2.     It is impossible for a being to create himself, so Jesus Christ is not a created being, but the Eternal God.

3.     [This truth is supported further at Colossians 2:9 where Paul claimed that in Christ dwells all the fullness of the Godhead bodily.  That is, in His earthly body in the Incarnation, Jesus Christ was fully the Eternal God on the earth while also being fully man in having taken upon Himself humanity. (Ryrie Study Bible, KJV, 1978, ftn. to Colossians 2:9)]
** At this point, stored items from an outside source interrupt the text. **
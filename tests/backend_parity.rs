//! Every dispatching operation must produce the same bytes as its scalar
//! fallback, with each SIMD tier enabled and disabled.
//!
//! Run with: cargo test --test backend_parity
//! Run with masking: cargo test --features msan --test backend_parity

use archmage::testing::{CompileTimePolicy, for_each_token_permutation};
use rand::rngs::StdRng;
use rand::{Rng, SeedableRng};
use zenvec::{V128, memory, overread, rounding};

/// 16-byte aligned scratch buffer.
#[repr(C, align(16))]
struct Aligned([u8; 64]);

fn random_vectors(seed: u64, n: usize) -> Vec<V128> {
    let mut rng = StdRng::seed_from_u64(seed);
    (0..n).map(|_| V128::from_bytes(rng.random())).collect()
}

#[test]
fn loads_match_scalar_all_tiers() {
    let mut rng = StdRng::seed_from_u64(0x10ad);
    let mut buf = Aligned([0; 64]);
    rng.fill(&mut buf.0[..]);

    let report = for_each_token_permutation(CompileTimePolicy::Warn, |_perm| {
        for x in 0..=48 {
            let row = &buf.0[x..];
            let w2: &[u8; 2] = row[..2].try_into().unwrap();
            let w2b: &[u8; 2] = row[2..4].try_into().unwrap();
            let w4: &[u8; 4] = row[..4].try_into().unwrap();
            let w4b: &[u8; 4] = row[4..8].try_into().unwrap();
            let w8: &[u8; 8] = row[..8].try_into().unwrap();
            let w16: &[u8; 16] = row[..16].try_into().unwrap();

            assert_eq!(memory::load2(w2), memory::load2_scalar(w2), "x={x}");
            assert_eq!(memory::load2x2(w2, w2b), memory::load2x2_scalar(w2, w2b));
            assert_eq!(memory::load4(w4), memory::load4_scalar(w4));
            assert_eq!(memory::load4x2(w4, w4b), memory::load4x2_scalar(w4, w4b));
            assert_eq!(memory::load_lo8(w8), memory::load_lo8_scalar(w8));
            assert_eq!(memory::load_unaligned16(w16), memory::load_unaligned16_scalar(w16));

            let base = V128::from_bytes([0x5A; 16]);
            assert_eq!(memory::load_hi8(base, w8), memory::load_hi8_scalar(base, w8));
            if x % 16 == 0 {
                assert_eq!(memory::load_aligned16(w16), memory::load_aligned16_scalar(w16));
            }
        }
    });
    assert!(report.permutations_run >= 1);
}

#[test]
fn stores_round_trip_all_tiers() {
    let vectors = random_vectors(0x5701e, 64);
    let report = for_each_token_permutation(CompileTimePolicy::Warn, |_perm| {
        for &v in &vectors {
            let bytes = v.to_bytes();
            let mut buf = Aligned([0xCC; 64]);

            memory::store2((&mut buf.0[1..3]).try_into().unwrap(), v);
            memory::store4((&mut buf.0[5..9]).try_into().unwrap(), v);
            memory::store_lo8((&mut buf.0[10..18]).try_into().unwrap(), v);
            memory::store_hi8((&mut buf.0[19..27]).try_into().unwrap(), v);
            memory::store_aligned16((&mut buf.0[32..48]).try_into().unwrap(), v);
            memory::store_unaligned16((&mut buf.0[47..63]).try_into().unwrap(), v);

            assert_eq!(&buf.0[1..3], &bytes[..2]);
            assert_eq!(&buf.0[5..9], &bytes[..4]);
            assert_eq!(&buf.0[10..18], &bytes[..8]);
            assert_eq!(&buf.0[19..27], &bytes[8..]);
            assert_eq!(&buf.0[32..47], &bytes[..15]);
            assert_eq!(&buf.0[47..63], &bytes[..]);
            // Gaps between the stores are untouched.
            for gap in [0, 3, 4, 9, 18, 27, 31, 63] {
                assert_eq!(buf.0[gap], 0xCC, "byte {gap} clobbered");
            }

            let w16: &[u8; 16] = buf.0[47..63].try_into().unwrap();
            assert_eq!(memory::load_unaligned16(w16), v);
        }
    });
    assert!(report.permutations_run >= 1);
}

macro_rules! check_lane {
    ($base:expr, $src:expr, $($lane:literal)*) => {$(
        let got = memory::load2_lane::<$lane>($base, $src);
        assert_eq!(got, memory::load2_lane_scalar::<$lane>($base, $src));
        let want_lane = u16::from_le_bytes(*$src);
        for (i, (&g, &b)) in got.u16_lanes().iter().zip($base.u16_lanes().iter()).enumerate() {
            if i == $lane {
                assert_eq!(g, want_lane, "lane {} not written", $lane);
            } else {
                assert_eq!(g, b, "lane {i} changed by insert into lane {}", $lane);
            }
        }
    )*};
}

#[test]
fn lane_insert_touches_only_its_lane_all_tiers() {
    let vectors = random_vectors(0x1a4e, 16);
    let report = for_each_token_permutation(CompileTimePolicy::Warn, |_perm| {
        for &base in &vectors {
            let src = &[0xEF, 0xBE];
            check_lane!(base, src, 0 1 2 3 4 5 6 7);
        }
    });
    assert!(report.permutations_run >= 1);
}

#[test]
fn masking_matches_scalar_all_tiers() {
    let vectors = random_vectors(0x3a5c, 8);
    let report = for_each_token_permutation(CompileTimePolicy::Warn, |_perm| {
        for &v in &vectors {
            for e in -4..=20isize {
                assert_eq!(
                    overread::mask_overreads_with::<zenvec::ZeroOverread>(v, e),
                    overread::mask_overreads_with_scalar::<zenvec::ZeroOverread>(v, e),
                    "e={e}"
                );
                assert_eq!(overread::mask_overreads_with::<zenvec::KeepOverread>(v, e), v);
                assert_eq!(
                    overread::mask_overreads(v, e),
                    overread::mask_overreads_with_scalar::<zenvec::ActiveOverread>(v, e)
                );

                let src = v.to_bytes();
                let lo: &[u8; 8] = src[..8].try_into().unwrap();
                assert_eq!(
                    overread::load_lo8_msan(lo, e),
                    overread::load_lo8_msan_scalar(lo, e)
                );
                assert_eq!(
                    overread::load_hi8_msan(v, lo, e),
                    overread::load_hi8_msan_scalar(v, lo, e)
                );
                assert_eq!(
                    overread::load_unaligned16_msan(&src, e),
                    overread::load_unaligned16_msan_scalar(&src, e)
                );
                assert_eq!(
                    overread::load_lo8_msan_with::<zenvec::ZeroOverread>(lo, e),
                    overread::load_lo8_msan_with_scalar::<zenvec::ZeroOverread>(lo, e)
                );
                assert_eq!(
                    overread::load_hi8_msan_with::<zenvec::ZeroOverread>(v, lo, e),
                    overread::load_hi8_msan_with_scalar::<zenvec::ZeroOverread>(v, lo, e)
                );
                assert_eq!(
                    overread::load_unaligned16_msan_with::<zenvec::ZeroOverread>(&src, e),
                    overread::load_unaligned16_msan_with_scalar::<zenvec::ZeroOverread>(&src, e)
                );
            }
            for n in 0..=16 {
                assert_eq!(zenvec::mask_high_bytes(n), zenvec::mask::mask_high_bytes_scalar(n));
            }
        }
    });
    assert!(report.permutations_run >= 1);
}

#[test]
fn rounding_matches_scalar_all_tiers() {
    let mut vectors = random_vectors(0x5011d, 512);
    vectors.push(V128::ZERO);
    vectors.push(V128::ONES);
    vectors.push(V128::from_i16_lanes([i16::MIN, i16::MAX, -1, 1, -2, 2, 0, -32767]));
    vectors.push(V128::from_i32_lanes([i32::MIN, i32::MAX, -1, 1]));

    let report = for_each_token_permutation(CompileTimePolicy::Warn, |_perm| {
        for &v in &vectors {
            macro_rules! same {
                ($op:ident, $scalar:ident, $($bits:literal)*) => {$(
                    assert_eq!(rounding::$op::<$bits>(v), rounding::$scalar::<$bits>(v),
                        "{} bits={} v={:?}", stringify!($op), $bits, v);
                )*};
            }
            same!(right_shift_with_rounding_u16x8, right_shift_with_rounding_u16x8_scalar,
                1 2 3 4 5 6 7 8 11 12 13 15 16);
            same!(right_shift_with_rounding_i16x8, right_shift_with_rounding_i16x8_scalar,
                1 2 3 4 5 6 7 8 11 12 13 14 15);
            same!(right_shift_with_rounding_u32x4, right_shift_with_rounding_u32x4_scalar,
                1 2 3 6 7 10 11 12 14 16 20 24 31 32);
            same!(right_shift_with_rounding_i32x4, right_shift_with_rounding_i32x4_scalar,
                1 2 3 6 7 10 11 12 14 16 20 24 30 31);
            for bits in 1..32 {
                assert_eq!(
                    rounding::variable_right_shift_with_rounding_i32x4(v, bits),
                    rounding::variable_right_shift_with_rounding_i32x4_scalar(v, bits),
                    "bits={bits}"
                );
            }
        }
    });
    assert!(report.permutations_run >= 1);
}

#[test]
fn zero_policy_keeps_logical_bytes_all_tiers() {
    let src: [u8; 16] = core::array::from_fn(|i| i as u8 + 1);
    let lo: &[u8; 8] = src[..8].try_into().unwrap();
    let report = for_each_token_permutation(CompileTimePolicy::Warn, |_perm| {
        for e in 0..=16isize {
            let keep = 16 - e as usize;
            let mut expected = [0u8; 16];
            expected[..keep].copy_from_slice(&src[..keep]);
            let v = overread::load_unaligned16_msan_with::<zenvec::ZeroOverread>(&src, e);
            assert_eq!(v.to_bytes(), expected, "e={e}");
        }
        assert_eq!(
            overread::load_lo8_msan_with::<zenvec::ZeroOverread>(lo, 3).to_bytes(),
            [1, 2, 3, 4, 5, 0, 0, 0, 0, 0, 0, 0, 0, 0, 0, 0]
        );
        let mut expected = [0xFFu8; 16];
        expected[..7].fill(0);
        assert_eq!(zenvec::mask_high_bytes(7).to_bytes(), expected);
    });
    assert!(report.permutations_run >= 1);
}

#[test]
fn load_round_store_pipeline() {
    let report = for_each_token_permutation(CompileTimePolicy::Warn, |_perm| {
        let v = zenvec::load4(&[0x01, 0x02, 0x03, 0x04]);
        let r = zenvec::right_shift_with_rounding_i32x4::<2>(v);
        assert_eq!(r.i32_lanes()[0], 16_826_496);

        let mut out = [0u8; 4];
        zenvec::store4(&mut out, r);
        assert_eq!(i32::from_le_bytes(out), 16_826_496);
    });
    assert!(report.permutations_run >= 1);
}

#[test]
fn backend_report_is_consistent() {
    let backend = zenvec::SimdBackend::detect();
    assert_eq!(backend.is_simd(), zenvec::simd_token().is_some());
    assert!(["sse", "neon", "scalar"].contains(&backend.to_string().as_str()));
}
C.    However, we need to clarify how Scripture presents the Father as being "greater" than Christ in the special administrative relationship between the members of the Triune Godhead (as follows):

1.     The term "firstborn" is used of Christ in Colossians 1:15 where He is called (literally in the Greek text) "the firstborn of all creation," Ibid., ftn. to Colossians 1:15.  This does not mean Jesus came into existence to be "born" of God the Father as to His preincarnate deity, but that "the Son has all the rights belonging to the firstborn, because of His preeminent position over all creation (v. 16)," Ibid., ftn. to Colossians 1:15.
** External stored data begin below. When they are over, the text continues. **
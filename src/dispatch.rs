//! Backend selection.
//!
//! Every dispatching function in this crate summons its archmage token on
//! each call (archmage caches the CPU probe) and falls back to the scalar
//! implementation when the token is unavailable. Kernels that run many
//! operations back to back should summon once with [`simd_token`] and call
//! the backend modules directly.

use core::fmt;

/// Run `$simd` with the native backend bound to `$backend` and its token to
/// `$token`, returning its value; otherwise evaluate `$scalar`.
///
/// Both backends export the same function names, so one expression serves
/// x86-64 and AArch64.
macro_rules! simd_dispatch {
    ($token:ident, $backend:ident => $simd:expr; $scalar:expr) => {{
        #[cfg(all(feature = "simd", target_arch = "x86_64"))]
        {
            use crate::simd_sse as $backend;
            use archmage::SimdToken as _;
            if let Some($token) = archmage::X64V3Token::summon() {
                return $simd;
            }
        }
        #[cfg(all(feature = "simd", target_arch = "aarch64"))]
        {
            use crate::simd_neon as $backend;
            use archmage::SimdToken as _;
            if let Some($token) = archmage::NeonToken::summon() {
                return $simd;
            }
        }
        $scalar
    }};
}

pub(crate) use simd_dispatch;

/// Token type for the native backend on this target.
#[cfg(all(feature = "simd", target_arch = "x86_64"))]
pub type SimdTokenType = Option<archmage::X64V3Token>;

/// Token type for the native backend on this target.
#[cfg(all(feature = "simd", target_arch = "aarch64"))]
pub type SimdTokenType = Option<archmage::NeonToken>;

/// Token type for the native backend on this target.
#[cfg(not(all(feature = "simd", any(target_arch = "x86_64", target_arch = "aarch64"))))]
pub type SimdTokenType = Option<()>;

/// Summon the native backend token, if the CPU supports it.
#[inline]
pub fn simd_token() -> SimdTokenType {
    #[cfg(all(feature = "simd", target_arch = "x86_64"))]
    {
        use archmage::SimdToken;
        archmage::X64V3Token::summon()
    }

    #[cfg(all(feature = "simd", target_arch = "aarch64"))]
    {
        use archmage::SimdToken;
        archmage::NeonToken::summon()
    }

    #[cfg(not(all(feature = "simd", any(target_arch = "x86_64", target_arch = "aarch64"))))]
    {
        None
    }
}

/// Which implementation the dispatching functions currently run.
#[derive(Debug, Clone, Copy, PartialEq, Eq)]
pub enum SimdBackend {
    /// x86-64 SSE path (x86-64-v3 token).
    Sse,
    /// AArch64 NEON path.
    Neon,
    /// Portable scalar fallback.
    Scalar,
}

impl SimdBackend {
    /// Probe the CPU and report the backend dispatching functions will use.
    pub fn detect() -> Self {
        let backend = match simd_token() {
            #[cfg(all(feature = "simd", target_arch = "x86_64"))]
            Some(_) => SimdBackend::Sse,
            #[cfg(all(feature = "simd", target_arch = "aarch64"))]
            Some(_) => SimdBackend::Neon,
            _ => SimdBackend::Scalar,
        };
        log::debug!(
            "zenvec backend: {backend} (overread masking {})",
            if crate::overread::MASKING_ENABLED {
                "on"
            } else {
                "off"
            }
        );
        backend
    }

    /// Whether this backend uses vector instructions.
    pub fn is_simd(self) -> bool {
        !matches!(self, SimdBackend::Scalar)
    }
}

impl fmt::Display for SimdBackend {
    fn fmt(&self, f: &mut fmt::Formatter<'_>) -> fmt::Result {
        f.write_str(match self {
            SimdBackend::Sse => "sse",
            SimdBackend::Neon => "neon",
            SimdBackend::Scalar => "scalar",
        })
    }
}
2.     Christ is eternally "God the Son" simply because He proceeded from God the Father in coming to the earth in the Incarnation, but He is eternally co-equal with the Father, cf. Philippians 2:5-7a. (Lewis Sperry Chafer, Systematic Theology, 1973, vol. I, p. 313-314)  This is why John 3:16 claims that God (the Father) so loved the world that He sent His only unique (monogenes, U. B. S. Grk. N. T., 1966, p. 330) Son into the world, for Christ was already eternally "God the Son" prior to His Incarnation!

3.     The reason Christ proceeded from the Father as "God the Son" is based on the eternal administrative arrangement between the Father and Son where the Son is subject to the Father by mutual consent, just as the Holy Spirit is subject to both the Father and the Son by mutual consent, cf. John 15:26; 16:7.

4.     However, Christ is "the Son of God" since, in taking on Himself humanity, He took on the nature of humanity that is subject to God, leaving Him speaking of the Father as "My Father and My God" in the same sense that we human believers refer to God as "our Father and our God," John 20:17.  Christ's reference to the Father as "My Father and My God" was thus spoken only by His humanity! (Ibid., p. 314)

 

Lesson: (1) Contrary to the Arian heresy that holds that Jesus Christ was a created being so that He is not the Eternal God, Scripture teaches that Christ is the Eternal God Who created all things for Himself.  (2) However, Christ is eternally "God the Son" in His administrative subjection to the Father by mutual consent, thus coming to earth in obedience to the Father's commissioning to take upon Himself humanity to work our salvation.  (3) Then, as the God-man Incarnate, He is now the "Son of God," and in His humanity subjects Himself to God as His Father and His God.  (4) God the Holy Spirit Who is co-equal and co-eternal with both God the Father and God the Son, is administratively subject to BOTH the Father AND the Son by mutual consent.

 

Application: (1) May we hold to the Eternal Deity and Sonship of "God the Son."  (2) May we hold to Christ as the "Son of God" Who in His humanity is subject to the Father, calling Him "My Father and My God."